Rutger, a three-year-old pitbull who isn’t part of the program, sighed. “Honestly, I would love to join this—being a therapy dog is my dream job, but technically I am still illegal in Ontario because I’m violent or something. If we want to talk violence, you should talk to Goldie.”

“It’s true. I make one list per year of people who I’d bite a finger or two off of, if given the opportunity.” Goldie, a long-standing member of the Ryerson Therapy Dog team affirmed. “I think it is a perfectly reasonable response to some of the things the students tell us; never a client of course, but I think there are a few parents, bosses, professors and even a doctor or two that could function with eight fingers.” 

“No one ever expects a golden retriever, and if someone were to lose a finger to a golden retriever, they will ask what the person did. They’ll know what they did. I do too. This is a direct warning to you, Brad from New York City. A direct warning.” Despite not being Brad or ever visiting NYC, this reporter decided to move on to the three latest recruits.

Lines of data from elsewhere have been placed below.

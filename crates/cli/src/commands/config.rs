use std::env;
use std::fs;
use std::path::{Path, PathBuf};

use refbot_core::config::{AppConfig, LoadOptions};
use secrecy::{ExposeSecret, SecretString};
use toml::Value;

pub fn run() -> String {
    let config = match AppConfig::load(LoadOptions::default()) {
        Ok(config) => config,
        Err(error) => return format!("config validation failed: {error}"),
    };

    let config_file_path = detect_config_path();
    let mut lines = ConfigLines {
        doc: load_config_file_doc(config_file_path.as_deref()),
        path: config_file_path,
        lines: vec!["effective config (source precedence: env > file > default):".to_string()],
    };

    lines.push(
        "slack.app_token",
        redact_token(config.slack.app_token.expose_secret()),
        &["REFBOT_SLACK_APP_TOKEN"],
    );
    lines.push(
        "slack.bot_token",
        redact_token(config.slack.bot_token.expose_secret()),
        &["REFBOT_SLACK_BOT_TOKEN"],
    );
    lines.push("slack.api_base", config.slack.api_base.clone(), &["REFBOT_SLACK_API_BASE"]);

    lines.push("github.token", redact_optional(config.github.token.as_ref()), &["REFBOT_GITHUB_TOKEN"]);
    lines.push("github.api_base", config.github.api_base.clone(), &["REFBOT_GITHUB_API_BASE"]);
    lines.push("github.repository", config.github.repository.clone(), &["REFBOT_GITHUB_REPOSITORY"]);
    lines.push(
        "github.quick_win_label",
        config.github.quick_win_label.clone(),
        &["REFBOT_GITHUB_QUICK_WIN_LABEL"],
    );

    lines.push("tracker.base_url", config.tracker.base_url.clone(), &["REFBOT_TRACKER_BASE_URL"]);
    lines.push(
        "tracker.project_key",
        config.tracker.project_key.clone(),
        &["REFBOT_TRACKER_PROJECT_KEY"],
    );
    lines.push(
        "tracker.username",
        config.tracker.username.clone().unwrap_or_else(|| "<unset>".to_string()),
        &["REFBOT_TRACKER_USERNAME"],
    );
    lines.push(
        "tracker.api_token",
        redact_optional(config.tracker.api_token.as_ref()),
        &["REFBOT_TRACKER_API_TOKEN"],
    );

    lines.push(
        "cooldown.window_secs",
        config.cooldown.window_secs.to_string(),
        &["REFBOT_COOLDOWN_WINDOW_SECS"],
    );
    lines.push(
        "dispatch.poll_interval_ms",
        config.dispatch.poll_interval_ms.to_string(),
        &["REFBOT_DISPATCH_POLL_INTERVAL_MS"],
    );
    lines.push(
        "dispatch.request_timeout_secs",
        config.dispatch.request_timeout_secs.to_string(),
        &["REFBOT_DISPATCH_REQUEST_TIMEOUT_SECS"],
    );
    lines.push(
        "dispatch.max_in_flight",
        config.dispatch.max_in_flight.to_string(),
        &["REFBOT_DISPATCH_MAX_IN_FLIGHT"],
    );
    lines.push(
        "dispatch.search_limit",
        config.dispatch.search_limit.to_string(),
        &["REFBOT_DISPATCH_SEARCH_LIMIT"],
    );

    lines.push(
        "server.bind_address",
        config.server.bind_address.clone(),
        &["REFBOT_SERVER_BIND_ADDRESS"],
    );
    lines.push(
        "server.health_check_port",
        config.server.health_check_port.to_string(),
        &["REFBOT_SERVER_HEALTH_CHECK_PORT"],
    );

    lines.push("logging.level", config.logging.level.clone(), &["REFBOT_LOGGING_LEVEL", "REFBOT_LOG_LEVEL"]);
    lines.push(
        "logging.format",
        format!("{:?}", config.logging.format),
        &["REFBOT_LOGGING_FORMAT", "REFBOT_LOG_FORMAT"],
    );

    lines.lines.join("\n")
}

struct ConfigLines {
    doc: Option<Value>,
    path: Option<PathBuf>,
    lines: Vec<String>,
}

impl ConfigLines {
    fn push(&mut self, key: &str, value: String, env_keys: &[&str]) {
        let source = field_source(key, env_keys, self.doc.as_ref(), self.path.as_deref());
        self.lines.push(render_line(key, &value, source));
    }
}

fn detect_config_path() -> Option<PathBuf> {
    [PathBuf::from("refbot.toml"), PathBuf::from("config/refbot.toml")]
        .into_iter()
        .find(|path| path.exists())
}

fn load_config_file_doc(path: Option<&Path>) -> Option<Value> {
    let path = path?;
    let raw = fs::read_to_string(path).ok()?;
    raw.parse::<Value>().ok()
}

fn field_source(
    key_path: &str,
    env_keys: &[&str],
    config_file_doc: Option<&Value>,
    config_file_path: Option<&Path>,
) -> String {
    if let Some(env_key) = env_keys.iter().find(|key| env::var_os(key).is_some()) {
        return format!("env ({env_key})");
    }

    if let Some(doc) = config_file_doc {
        if contains_path(doc, key_path) {
            let file_path = config_file_path
                .map(|path| path.display().to_string())
                .unwrap_or_else(|| "config file".to_string());
            return format!("file ({file_path})");
        }
    }

    "default".to_string()
}

fn contains_path(root: &Value, key_path: &str) -> bool {
    let mut current = root;
    for key in key_path.split('.') {
        let Some(next) = current.get(key) else {
            return false;
        };
        current = next;
    }
    true
}

fn render_line(key: &str, value: &str, source: String) -> String {
    format!("- {key} = {value} (source: {source})")
}

fn redact_optional(secret: Option<&SecretString>) -> String {
    match secret {
        Some(_) => "<redacted>".to_string(),
        None => "<unset>".to_string(),
    }
}

/// Keeps the token family prefix (`xapp`, `xoxb`) so misplaced tokens are still spotted.
fn redact_token(token: &str) -> String {
    let trimmed = token.trim();
    if trimmed.is_empty() {
        return "<empty>".to_string();
    }

    if let Some((prefix, _)) = trimmed.split_once('-') {
        return format!("{prefix}-***");
    }

    "<redacted>".to_string()
}
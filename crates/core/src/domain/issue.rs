use serde::{Deserialize, Serialize};

#[derive(Clone, Debug, PartialEq, Eq, Hash, Serialize, Deserialize)]
pub struct IssueKey(pub String);

impl IssueKey {
    pub fn new(project_key: &str, number: u64) -> Self {
        Self(format!("{}-{number}", project_key.to_ascii_uppercase()))
    }

    pub fn as_str(&self) -> &str {
        &self.0
    }
}

impl std::fmt::Display for IssueKey {
    fn fmt(&self, f: &mut std::fmt::Formatter<'_>) -> std::fmt::Result {
        f.write_str(&self.0)
    }
}

#[derive(Clone, Debug, PartialEq, Eq, Serialize, Deserialize)]
pub struct Issue {
    pub key: IssueKey,
    pub summary: String,
    pub issue_type: Option<String>,
    pub reporter: String,
    /// Creation timestamp exactly as the tracker reports it.
    pub created: String,
    pub status: String,
    pub priority: Option<String>,
    pub versions: Vec<String>,
}

#[cfg(test)]
mod tests {
    use super::IssueKey;

    #[test]
    fn issue_key_upper_cases_project() {
        assert_eq!(IssueKey::new("ds", 1234).as_str(), "DS-1234");
        assert_eq!(IssueKey::new("DS", 7).to_string(), "DS-7");
    }
}
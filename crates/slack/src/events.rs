use std::{collections::HashMap, sync::Arc};

use async_trait::async_trait;
use refbot_core::matcher::PhraseMatcher;
use serde::Deserialize;
use serde_json::Value;
use thiserror::Error;
use tracing::debug;

use crate::commands::{CommandDispatcher, OutboundMessage};

#[derive(Clone, Debug, PartialEq, Eq)]
pub struct SlackEnvelope {
    pub envelope_id: String,
    pub event: SlackEvent,
}

impl SlackEnvelope {
    /// Envelopes without an id (such as `hello`) are never acknowledged.
    pub fn needs_ack(&self) -> bool {
        !self.envelope_id.is_empty()
    }
}

#[derive(Clone, Debug, PartialEq, Eq)]
pub enum SlackEvent {
    Message(MessageEvent),
    Hello,
    Disconnect { reason: Option<String> },
    Unsupported { event_type: String },
}

impl SlackEvent {
    pub fn event_type(&self) -> SlackEventType {
        match self {
            Self::Message(_) => SlackEventType::Message,
            Self::Hello => SlackEventType::Hello,
            Self::Disconnect { .. } => SlackEventType::Disconnect,
            Self::Unsupported { .. } => SlackEventType::Unsupported,
        }
    }
}

#[derive(Clone, Debug, PartialEq, Eq, Hash)]
pub enum SlackEventType {
    Message,
    Hello,
    Disconnect,
    Unsupported,
}

#[derive(Clone, Debug, Default, PartialEq, Eq, Deserialize)]
pub struct MessageEvent {
    #[serde(rename = "channel")]
    pub channel_id: String,
    #[serde(rename = "user")]
    pub user_id: Option<String>,
    #[serde(default)]
    pub text: String,
    #[serde(default)]
    pub ts: String,
    pub subtype: Option<String>,
    pub bot_id: Option<String>,
}

impl MessageEvent {
    /// Plain messages from people; edits, joins, bot posts and our own replies are skipped.
    pub fn is_actionable(&self, bot_user_id: Option<&str>) -> bool {
        if self.subtype.as_deref().is_some_and(|subtype| !subtype.is_empty()) {
            return false;
        }
        if self.bot_id.is_some() {
            return false;
        }
        match (self.user_id.as_deref(), bot_user_id) {
            (None, _) => false,
            (Some(user), Some(bot)) => user != bot,
            (Some(_), None) => true,
        }
    }
}

#[derive(Debug, Error)]
pub enum EnvelopeError {
    #[error("malformed socket envelope: {0}")]
    Json(#[from] serde_json::Error),
    #[error("events_api envelope `{envelope_id}` has no event payload")]
    MissingEvent { envelope_id: String },
}

#[derive(Deserialize)]
struct RawEnvelope {
    #[serde(default)]
    envelope_id: String,
    #[serde(rename = "type")]
    envelope_type: String,
    #[serde(default)]
    payload: Value,
    reason: Option<String>,
}

/// Parses one Socket Mode frame into a typed envelope.
pub fn parse_envelope(raw: &str) -> Result<SlackEnvelope, EnvelopeError> {
    let envelope: RawEnvelope = serde_json::from_str(raw)?;
    let event = match envelope.envelope_type.as_str() {
        "hello" => SlackEvent::Hello,
        "disconnect" => SlackEvent::Disconnect { reason: envelope.reason },
        "events_api" => {
            let event = envelope.payload.get("event").ok_or_else(|| {
                EnvelopeError::MissingEvent { envelope_id: envelope.envelope_id.clone() }
            })?;
            match event.get("type").and_then(Value::as_str) {
                Some("message") => SlackEvent::Message(MessageEvent::deserialize(event)?),
                Some(other) => SlackEvent::Unsupported { event_type: other.to_owned() },
                None => SlackEvent::Unsupported { event_type: "events_api".to_owned() },
            }
        }
        other => SlackEvent::Unsupported { event_type: other.to_owned() },
    };

    Ok(SlackEnvelope { envelope_id: envelope.envelope_id, event })
}

#[derive(Clone, Debug, PartialEq, Eq)]
pub struct EventContext {
    pub correlation_id: String,
}

impl Default for EventContext {
    fn default() -> Self {
        Self { correlation_id: "unknown-correlation-id".to_owned() }
    }
}

#[derive(Clone, Debug, PartialEq, Eq)]
pub enum HandlerResult {
    Responded(OutboundMessage),
    Processed,
    Ignored,
}

#[async_trait]
pub trait EventHandler: Send + Sync {
    fn event_type(&self) -> SlackEventType;
    async fn handle(
        &self,
        envelope: &SlackEnvelope,
        ctx: &EventContext,
    ) -> HandlerResult;
}

#[derive(Default)]
pub struct EventDispatcher {
    handlers: HashMap<SlackEventType, Arc<dyn EventHandler>>,
}

impl EventDispatcher {
    pub fn new() -> Self {
        Self::default()
    }

    pub fn register<H>(&mut self, handler: H)
    where
        H: EventHandler + 'static,
    {
        self.handlers.insert(handler.event_type(), Arc::new(handler));
    }

    pub async fn dispatch(
        &self,
        envelope: &SlackEnvelope,
        ctx: &EventContext,
    ) -> HandlerResult {
        let Some(handler) = self.handlers.get(&envelope.event.event_type()) else {
            return HandlerResult::Ignored;
        };

        handler.handle(envelope, ctx).await
    }

    pub fn handler_count(&self) -> usize {
        self.handlers.len()
    }
}

/// Classifies channel messages and hands recognised commands to the dispatcher.
pub struct MessageHandler {
    matcher: Arc<PhraseMatcher>,
    commands: Arc<CommandDispatcher>,
    bot_user_id: Option<String>,
}

impl MessageHandler {
    pub fn new(
        matcher: Arc<PhraseMatcher>,
        commands: Arc<CommandDispatcher>,
        bot_user_id: Option<String>,
    ) -> Self {
        Self { matcher, commands, bot_user_id }
    }
}

#[async_trait]
impl EventHandler for MessageHandler {
    fn event_type(&self) -> SlackEventType {
        SlackEventType::Message
    }

    async fn handle(
        &self,
        envelope: &SlackEnvelope,
        ctx: &EventContext,
    ) -> HandlerResult {
        let SlackEvent::Message(event) = &envelope.event else {
            return HandlerResult::Ignored;
        };
        if !event.is_actionable(self.bot_user_id.as_deref()) {
            return HandlerResult::Ignored;
        }

        let Some(command) = self.matcher.classify(&event.text, &event.channel_id) else {
            return HandlerResult::Ignored;
        };
        debug!(
            event_name = "ingress.slack.command_classified",
            correlation_id = %ctx.correlation_id,
            channel_id = %event.channel_id,
            category = ?command.category(),
            "classified channel message"
        );

        match self.commands.dispatch(&command).await {
            Some(message) => HandlerResult::Responded(message),
            None => HandlerResult::Processed,
        }
    }
}

pub fn message_dispatcher(handler: MessageHandler) -> EventDispatcher {
    let mut dispatcher = EventDispatcher::new();
    dispatcher.register(handler);
    dispatcher
}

The three new dogs—Heisenberg, Mirabel and Pepper—do not share the same feelings as the long-term staff members. 

Pepper, a four-month-old border collie, expressed excitement about getting their first paycheque and admitted they had no idea what to expect from their job. Mirabel, a three-year-old lab, is from a large family and thinks the job will be easier than family life because she won’t have the same emotional connection with students as with the preteens at home who also cry in her fur. 

Heisenberg, a five-year-old mastiff, laughed and asked: “Do you even know who I’m named after? People who like my namesake have issues. It’s the same emotional shit as always, but different people.”